Fill out the notebook as instructed, making the requested plots and printing necessary values. 

*You are welcome to use any of the code provided in the lecture activities.*

#### Summary of deliverables:

- Visualization of provided data
- `trainModel()` function
- 15 figures containing two subplots (loss curves and model prediction) across all 5 folds for the 3 models
- Average MSE across all folds for the 3 models
- Discussion and comparison of model performance, and the importance of cross validation for evaluating model performance.

#### Imports and Utility Functions:

In [1]:
import torch.nn as nn
import torch

import numpy as np
import matplotlib.pyplot as plt

from sklearn.model_selection import train_test_split, KFold
from sklearn.metrics import mean_squared_error

def plotLoss(ax, train_curve, val_curve):
    ax.plot(train_curve, label = 'Training')
    ax.plot(val_curve, label = 'Validation')
    ax.set_xlabel('Epoch')
    ax.set_ylabel('Loss')
    ax.legend()

def plotModel(ax, model, x, y, idx_train, idx_test):
    xs = torch.linspace(min(x).item(), max(x).item(), 200).reshape(-1,1)
    ys = model(xs)
    ax.scatter(x[idx_train], y[idx_train], c = 'blue', alpha = 0.5, label = 'Training Data')
    ax.scatter(x[idx_test], y[idx_test], c = 'green', alpha = 0.5, label = 'Test Data')
    ax.plot(xs.detach().numpy(), ys.detach().numpy(), 'k--', label = 'Fitted Function')
    ax.set_xlabel('x')
    ax.set_ylabel('y')
    ax.legend()

## Load and visualize the data
Data can be loaded from the `m10-hw1-data.txt` file using `np.loadtxt()`. The first column of the data corresponds to the $x$ values and the second column corresponds to the $y$ values. Visualize the data using a scatter plot.

In [2]:
## YOUR CODE GOES HERE

## Create Neural Network and NN Training Function

Create a neural network to predict the underlying function of the data using fully connected layers and tanh activation functions, with no activation on the output layer. The network should have 4 hidden layers, with the following shape: $[64, 128, 128, 64]$.

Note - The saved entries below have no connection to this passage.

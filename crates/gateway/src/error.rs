//! Error types for the gateway crate

use thiserror::Error;
use tiller_ports::RemoteError;

/// Gateway-level errors
#[derive(Error, Debug, Clone, PartialEq, Eq)]
pub enum GatewayError {
    #[error("Invalid retry policy: {0}")]
    InvalidRetryPolicy(String),

    #[error("Remote error: {0}")]
    Remote(#[from] RemoteError),
}

pub type Result<T> = std::result::Result<T, GatewayError>;
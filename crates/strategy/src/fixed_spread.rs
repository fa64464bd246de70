//! Fixed-Spread Quoting
//!
//! Quotes one bid and one ask around the mid price:
//! - bid = mid - mid × spread_ratio, ask = mid + mid × spread_ratio
//! - size = total account value × position_size_ratio, expressed in base units
//! - suppresses quoting while no price is known

use log::{debug, warn};
use rust_decimal::Decimal;
use rust_decimal_macros::dec;

use tiller_core::{ModelState, Order, OrderType, Side};
use tiller_ports::{ProducerError, ProducerResult, Quote};

use crate::chain::ChainElement;

/// Configuration for fixed-spread quoting
#[derive(Debug, Clone)]
pub struct FixedSpreadConfig {
    /// Distance of each quote from mid, as a fraction of mid (0.005 = 0.5%)
    pub spread_ratio: Decimal,
    /// Fraction of total account value quoted on each side
    pub position_size_ratio: Decimal,
    pub order_type: OrderType,
}

impl Default for FixedSpreadConfig {
    fn default() -> Self {
        Self {
            spread_ratio: dec!(0.005),        // 0.5% either side
            position_size_ratio: dec!(0.01), // 1% of account value
            order_type: OrderType::PostOnly,
        }
    }
}

/// Prices a symmetric bid/ask pair around mid
pub struct FixedSpreadElement {
    config: FixedSpreadConfig,
}

impl FixedSpreadElement {
    pub fn new(config: FixedSpreadConfig) -> Self {
        Self { config }
    }

    /// Bid and ask prices for a given mid
    fn calculate_quotes(&self, mid: Decimal) -> (Decimal, Decimal) {
        let offset = mid * self.config.spread_ratio;
        (mid - offset, mid + offset)
    }

    /// Quote size in base units
    fn calculate_size(&self, state: &ModelState, mid: Decimal) -> Decimal {
        state.inventory.total_value(mid) * self.config.position_size_ratio / mid
    }
}

impl ChainElement for FixedSpreadElement {
    fn process(&self, state: &ModelState, quote: Quote) -> ProducerResult<Quote> {
        let Some(mid) = state.mid_price() else {
            debug!("[{}] no price available, suppressing", state.market);
            return Ok(quote.suppress());
        };
        if mid <= Decimal::ZERO {
            return Err(ProducerError::InvalidState(format!(
                "non-positive mid price {}",
                mid
            )));
        }

        let size = self.calculate_size(state, mid);
        if size <= Decimal::ZERO {
            warn!(
                "[{}] account value gives no size to quote, quoting nothing",
                state.market
            );
            return Ok(quote.map_orders(|_| Vec::new()));
        }

        let (bid, ask) = self.calculate_quotes(mid);
        debug!(
            "[{}] mid={} bid={} ask={} size={}",
            state.market, mid, bid, ask, size
        );

        let order_type = self.config.order_type;
        Ok(quote.map_orders(|mut orders| {
            orders.push(Order::new(Side::Buy, bid, size, order_type));
            orders.push(Order::new(Side::Sell, ask, size, order_type));
            orders
        }))
    }

    fn name(&self) -> &str {
        "FixedSpread"
    }
}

Since we are going to train many models throughout k-fold cross validation, you will create a function `trainModel(x, y, n_epoch)` that returns `model,train_curve,val_curve`, where `model` is the trained PyTorch model, `train_curve` and `val_curve` are lists of the training and validation loss at each epoch throughout the training, respectively. Use `nn.MSELoss()` as the loss function. Use the `torch.optim.Adam()` optimizer with a learning rate of $0.01$. You will instantiate your neural network inside of the training function, as we train a new model with each of the $k$ folds. The $x$ and $y$ which we pass the model will be split into training and validation sets using `train_test_split()` from sklearn, with a `test_size` of $0.25$. Note: since we already split the train/test data 80/20 with each $k$ fold, 25% of the remaining training data will correspond to 20% of the total data. Thus for any given fold, we have 60% of the data for training, 20% for validation, and 20% for testing.

In [3]:
## YOUR CODE GOES HERE

## K-Fold Cross Validation

Now we will compare across three models trained for $[100,500,2000]$ epochs using 5-fold cross validation. We will use the `KFold()` function from sklearn to get indices of the training and test sets for the 5 folds. Then use your `trainModel()` function from the previous section to train a network for each fold. 

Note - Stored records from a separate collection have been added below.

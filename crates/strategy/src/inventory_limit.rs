//! Inventory limits
//!
//! Stops adding to a position that is already at its limit: no more buys at or
//! above `max_base`, no more sells at or below `min_base`.

use log::info;
use rust_decimal::Decimal;

use tiller_core::{ModelState, Side};
use tiller_ports::{ProducerResult, Quote};

use crate::chain::ChainElement;

#[derive(Debug, Clone, Default)]
pub struct InventoryLimitElement {
    /// Base balance at which buys stop
    pub max_base: Option<Decimal>,
    /// Base balance at which sells stop
    pub min_base: Option<Decimal>,
}

impl InventoryLimitElement {
    pub fn new(max_base: Option<Decimal>, min_base: Option<Decimal>) -> Self {
        Self { max_base, min_base }
    }

    fn allows(&self, side: Side, base: Decimal) -> bool {
        match side {
            Side::Buy => self.max_base.is_none_or(|max| base < max),
            Side::Sell => self.min_base.is_none_or(|min| base > min),
        }
    }
}

impl ChainElement for InventoryLimitElement {
    fn process(&self, state: &ModelState, quote: Quote) -> ProducerResult<Quote> {
        if quote.orders().is_empty() {
            return Ok(quote);
        }

        let base = state.inventory.base;
        let quote = quote.map_orders(|orders| {
            orders
                .into_iter()
                .filter(|order| self.allows(order.side, base))
                .collect()
        });

        if quote.orders().is_empty() {
            info!(
                "[{}] base balance {} blocks both sides, suppressing",
                state.market, base
            );
            return Ok(quote.suppress());
        }
        Ok(quote)
    }

    fn name(&self) -> &str {
        "InventoryLimit"
    }
}
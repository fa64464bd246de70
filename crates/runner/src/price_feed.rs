//! Simulated model state for paper trading
//!
//! Random-walks a reference price and reports it together with a fixed
//! inventory whose liquidity incentives accrue a little every pulse.

use std::sync::Arc;

use async_trait::async_trait;
use rand::rngs::StdRng;
use rand::{Rng, SeedableRng};
use rust_decimal::Decimal;

use tiller_core::{Inventory, ModelState, PriceSnapshot};
use tiller_ports::{Clock, ProducerError, ProducerResult};

use crate::config::PaperConfig;
use crate::scheduler::StateSource;

/// Random-walk [`StateSource`]
pub struct RandomWalkSource {
    market: String,
    price: Decimal,
    config: PaperConfig,
    inventory: Inventory,
    clock: Arc<dyn Clock>,
    rng: StdRng,
}

impl RandomWalkSource {
    pub fn new(market: impl Into<String>, config: PaperConfig, clock: Arc<dyn Clock>) -> Self {
        let rng = match config.seed {
            Some(seed) => StdRng::seed_from_u64(seed),
            None => StdRng::from_entropy(),
        };
        Self {
            market: market.into(),
            price: config.initial_price,
            inventory: Inventory::new(config.base_balance, config.quote_balance),
            config,
            clock,
            rng,
        }
    }

    /// Current reference price
    pub fn price(&self) -> Decimal {
        self.price
    }

    /// Move the price by up to ± volatility
    fn step(&mut self) -> Decimal {
        // Thousandths of the configured volatility, in [-1000, 1000]
        let draw: i64 = self.rng.gen_range(-1000..=1000);
        let change = Decimal::new(draw, 3) * self.config.volatility;
        self.price = (self.price * (Decimal::ONE + change)).round_dp(6);
        self.price
    }
}

#[async_trait]
impl StateSource for RandomWalkSource {
    async fn model_state(&mut self) -> ProducerResult<ModelState> {
        let mid = self.step();
        if mid <= Decimal::ZERO {
            return Err(ProducerError::InvalidState(format!(
                "simulated price fell to {}",
                mid
            )));
        }

        let half_spread = mid * self.config.book_half_spread_ratio;
        self.inventory.liquidity_incentives += self.config.incentive_per_pulse;

        Ok(ModelState::new(self.market.clone(), self.inventory, self.clock.now())
            .with_price(PriceSnapshot::new(mid - half_spread, mid + half_spread)))
    }
}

For each fold, generate a figure with two subplots: training and validation curves on one, and the model prediction plotted with the training and test data on the other. The training and validation curves can be generated using the provided `plotLoss()` function which takes in a subplot axes handle, `ax`, and the training and validation loss lists, `train_curve` and `val_curve`. The model prediction can be plotted using the `plotModel()` function which takes in a subplot axes handle, `ax`, the trained model, `model`, the complete datasets `x` and `y`, and `idx_train` and `idx_test`, the indices of of the training and test data for that specific fold.

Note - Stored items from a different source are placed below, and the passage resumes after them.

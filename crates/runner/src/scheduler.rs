//! Pulse Scheduler
//!
//! Drives one [`MarketMaker`] on a fixed interval until told to stop:
//!
//! ```text
//! startup ──► cancel_all ──► tick ──► state ──► pulse (timeout) ──► tick ...
//!                                                                  │
//!                                  shutdown signal ──► cancel_all ─┴─► stats
//! ```
//!
//! Pulses never overlap: the next tick is only awaited once the current pulse
//! has finished or timed out.

use std::time::Duration;

use async_trait::async_trait;
use log::{info, warn};
use tokio::sync::watch;
use tokio::time::{MissedTickBehavior, timeout};

use tiller_core::ModelState;
use tiller_ports::ProducerResult;

use crate::error::CycleError;
use crate::market_maker::{MarketMaker, PulseOutcome};

/// Source of the model state handed to each pulse
#[async_trait]
pub trait StateSource: Send {
    async fn model_state(&mut self) -> ProducerResult<ModelState>;
}

#[derive(Debug, Clone)]
pub struct SchedulerConfig {
    pub pulse_interval: Duration,
    /// Wall-clock budget for one pulse, retries included
    pub pulse_timeout: Duration,
}

impl Default for SchedulerConfig {
    fn default() -> Self {
        Self {
            pulse_interval: Duration::from_secs(30),
            pulse_timeout: Duration::from_secs(20),
        }
    }
}

/// Counters collected over a scheduler run
#[derive(Debug, Clone, Default, PartialEq, Eq)]
pub struct SchedulerStats {
    pub pulses: usize,
    pub completed: usize,
    pub skipped: usize,
    /// Failed pulses, timeouts included
    pub failed: usize,
    pub timed_out: usize,
    pub cancelled_at_startup: usize,
    pub cancelled_at_shutdown: usize,
}

pub struct PulseScheduler<S: StateSource> {
    config: SchedulerConfig,
    market_maker: MarketMaker,
    source: S,
    stats: SchedulerStats,
}

impl<S: StateSource> PulseScheduler<S> {
    pub fn new(config: SchedulerConfig, market_maker: MarketMaker, source: S) -> Self {
        Self {
            config,
            market_maker,
            source,
            stats: SchedulerStats::default(),
        }
    }

    /// Run until `shutdown` turns true or its sender is dropped
    pub async fn run(mut self, mut shutdown: watch::Receiver<bool>) -> SchedulerStats {
        let market = self.market_maker.market().to_string();
        info!(
            "[{}] scheduler started ({:?} interval, {:?} timeout)",
            market, self.config.pulse_interval, self.config.pulse_timeout
        );

        self.stats.cancelled_at_startup = self.sweep("startup").await;

        let mut ticker = tokio::time::interval(self.config.pulse_interval);
        ticker.set_missed_tick_behavior(MissedTickBehavior::Delay);

        loop {
            tokio::select! {
                _ = ticker.tick() => {
                    self.run_pulse().await;
                }
                changed = shutdown.changed() => {
                    if changed.is_err() || *shutdown.borrow() {
                        break;
                    }
                }
            }
        }

        info!("[{}] shutting down", market);
        self.stats.cancelled_at_shutdown = self.sweep("shutdown").await;

        info!(
            "[{}] scheduler stopped: {} pulses ({} completed, {} skipped, {} failed)",
            market,
            self.stats.pulses,
            self.stats.completed,
            self.stats.skipped,
            self.stats.failed
        );
        self.stats
    }

    async fn run_pulse(&mut self) {
        self.stats.pulses += 1;

        let state = match self.source.model_state().await {
            Ok(state) => state,
            Err(e) => {
                self.stats.failed += 1;
                self.market_maker.notify_failure(CycleError::Producer(e));
                return;
            }
        };

        match timeout(self.config.pulse_timeout, self.market_maker.pulse(&state)).await {
            Ok(PulseOutcome::Completed(_)) => self.stats.completed += 1,
            Ok(PulseOutcome::Skipped) => self.stats.skipped += 1,
            Ok(PulseOutcome::Failed(_)) => self.stats.failed += 1,
            Err(_) => {
                self.stats.failed += 1;
                self.stats.timed_out += 1;
                self.market_maker
                    .notify_failure(CycleError::Timeout(self.config.pulse_timeout));
            }
        }
    }

    async fn sweep(&mut self, stage: &str) -> usize {
        match timeout(self.config.pulse_timeout, self.market_maker.cancel_all()).await {
            Ok(Ok(cancelled)) => cancelled,
            Ok(Err(e)) => {
                warn!(
                    "[{}] {} cancel sweep failed: {}",
                    self.market_maker.market(),
                    stage,
                    e
                );
                0
            }
            Err(_) => {
                warn!(
                    "[{}] {} cancel sweep timed out",
                    self.market_maker.market(),
                    stage
                );
                0
            }
        }
    }
}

The generated figure should also be titled with the MSE of the trained model on the test data using `suptitle()` from matplotlib, such that the title is centered above the two subplots. The MSE can be computed using the `mean_squared_error` function from sklearn or `MSELoss` from PyTorch. 

Average the MSE loss on the test set across the 5 folds, and report a single MSE loss for each of the three models.

Since there are three models and we are using 5-fold cross validation, you should output 15 figures, with two subplots each.

In [4]:
## YOUR CODE GOES HERE

## Discussion

Compare the averaged MSE result for the three different models, and comment on which number of epochs is most optimal. Why is it important that we perform cross validation when evaluating a model? For a given number of epochs, are all 5 of the k-fold models similar, or is there significant variation? Are some models underfit, overfit?

*Your response goes here*